Entries taken from a collection:
══════════

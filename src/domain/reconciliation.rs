use super::transaction::TransactionId;
use chrono::{DateTime, Utc};
use serde::{Deserialize, Serialize};
use std::fmt;

/// Why a transaction was handed to the reconciliation path.
#[derive(Debug, Serialize, Deserialize, PartialEq, Eq, Clone, Copy)]
#[serde(rename_all = "snake_case")]
pub enum RequiredAction {
    /// Provider rejected the charge but the credit-back could not be written.
    Compensate,
    /// Provider outcome unknown; ask it before touching the ledger.
    QueryGateway,
    /// Provider accepted but `Finalize(SUCCESS)` could not be written.
    ConfirmSettlement,
}

impl fmt::Display for RequiredAction {
    fn fmt(&self, f: &mut fmt::Formatter<'_>) -> fmt::Result {
        f.write_str(match self {
            RequiredAction::Compensate => "compensate",
            RequiredAction::QueryGateway => "query_gateway",
            RequiredAction::ConfirmSettlement => "confirm_settlement",
        })
    }
}

/// A durable unit of deferred work. One entry per transaction.
#[derive(Debug, Serialize, Deserialize, PartialEq, Eq, Clone)]
pub struct ReconciliationEntry {
    pub transaction_id: TransactionId,
    pub action: RequiredAction,
    pub reason: String,
    /// Set when the provider already accepted the charge.
    #[serde(default)]
    pub provider_reference: Option<String>,
    pub attempts: u32,
    pub last_error: Option<String>,
    pub enqueued_at: DateTime<Utc>,
}

impl ReconciliationEntry {
    pub fn new(transaction_id: TransactionId, action: RequiredAction, reason: impl Into<String>) -> Self {
        Self {
            transaction_id,
            action,
            reason: reason.into(),
            provider_reference: None,
            attempts: 0,
            last_error: None,
            enqueued_at: Utc::now(),
        }
    }

    pub fn with_provider_reference(mut self, provider_reference: impl Into<String>) -> Self {
        self.provider_reference = Some(provider_reference.into());
        self
    }

    pub fn record_attempt(&mut self, error: impl Into<String>) {
        self.attempts = self.attempts.saturating_add(1);
        self.last_error = Some(error.into());
    }
}
use std::fmt;
use std::str::FromStr;
use tracing_subscriber::{EnvFilter, fmt as subscriber_fmt, prelude::*};

#[derive(Debug, Clone, Copy, PartialEq, Eq, Default)]
pub enum LogFormat {
    #[default]
    Text,
    Json,
}

impl FromStr for LogFormat {
    type Err = String;

    fn from_str(s: &str) -> Result<Self, Self::Err> {
        match s {
            "text" => Ok(LogFormat::Text),
            "json" => Ok(LogFormat::Json),
            other => Err(format!("unknown log format '{}'", other)),
        }
    }
}

impl fmt::Display for LogFormat {
    fn fmt(&self, f: &mut fmt::Formatter<'_>) -> fmt::Result {
        f.write_str(match self {
            LogFormat::Text => "text",
            LogFormat::Json => "json",
        })
    }
}

/// Installs the global subscriber writing to stderr.
///
/// `RUST_LOG` takes precedence over `level`. Stdout stays reserved for reports.
pub fn init_logging(level: &str, format: LogFormat) {
    let filter = EnvFilter::try_from_default_env().unwrap_or_else(|_| EnvFilter::new(level));
    let registry = tracing_subscriber::registry().with(filter);

    match format {
        LogFormat::Json => {
            let layer = subscriber_fmt::layer()
                .json()
                .with_target(true)
                .with_writer(std::io::stderr)
                .with_ansi(false);
            registry.with(layer).init();
        }
        LogFormat::Text => {
            let layer = subscriber_fmt::layer()
                .with_target(false)
                .with_writer(std::io::stderr)
                .with_ansi(false);
            registry.with(layer).init();
        }
    }
}
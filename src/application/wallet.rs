use crate::config::EngineConfig;
use crate::domain::money::{Amount, Balance};
use crate::domain::ports::LedgerStoreRef;
use crate::domain::transaction::{PaymentMethod, PublicStatus, Transaction, TransactionId};
use crate::error::Result;
use chrono::{DateTime, Utc};
use serde::Serialize;

/// A transaction as shown to callers of the read API.
#[derive(Debug, Clone, PartialEq, Eq, Serialize)]
pub struct TransactionView {
    pub id: TransactionId,
    pub user_id: u64,
    pub amount: Amount,
    pub method: PaymentMethod,
    pub status: PublicStatus,
    pub created_at: DateTime<Utc>,
    pub updated_at: DateTime<Utc>,
}

impl From<Transaction> for TransactionView {
    fn from(tx: Transaction) -> Self {
        Self {
            id: tx.id,
            user_id: tx.user_id,
            amount: tx.amount,
            method: tx.method,
            status: tx.status.public_status(),
            created_at: tx.created_at,
            updated_at: tx.updated_at,
        }
    }
}

/// Balance and history queries, passed straight through to the ledger.
pub struct WalletService {
    ledger: LedgerStoreRef,
    history_limit: usize,
}

impl WalletService {
    pub fn new(ledger: LedgerStoreRef, config: &EngineConfig) -> Self {
        Self {
            ledger,
            history_limit: config.history_limit,
        }
    }

    pub async fn balance(&self, user_id: u64) -> Result<Balance> {
        self.ledger.balance(user_id).await
    }

    /// Newest first. `limit` is capped at the configured history limit.
    pub async fn history(&self, user_id: u64, limit: Option<usize>) -> Result<Vec<TransactionView>> {
        let limit = limit
            .unwrap_or(self.history_limit)
            .min(self.history_limit);
        let transactions = self.ledger.list_transactions(user_id, limit).await?;
        Ok(transactions.into_iter().map(TransactionView::from).collect())
    }
}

══════════

When a line of the records includes "level", that line belongs in the answer.

◆ OUTPUT FOR THIS TASK ◆
/// `RUST_LOG` takes precedence over `level`. Stdout stays reserved for reports.
pub fn init_logging(level: &str, format: LogFormat) {
    let filter = EnvFilter::try_from_default_env().unwrap_or_else(|_| EnvFilter::new(level));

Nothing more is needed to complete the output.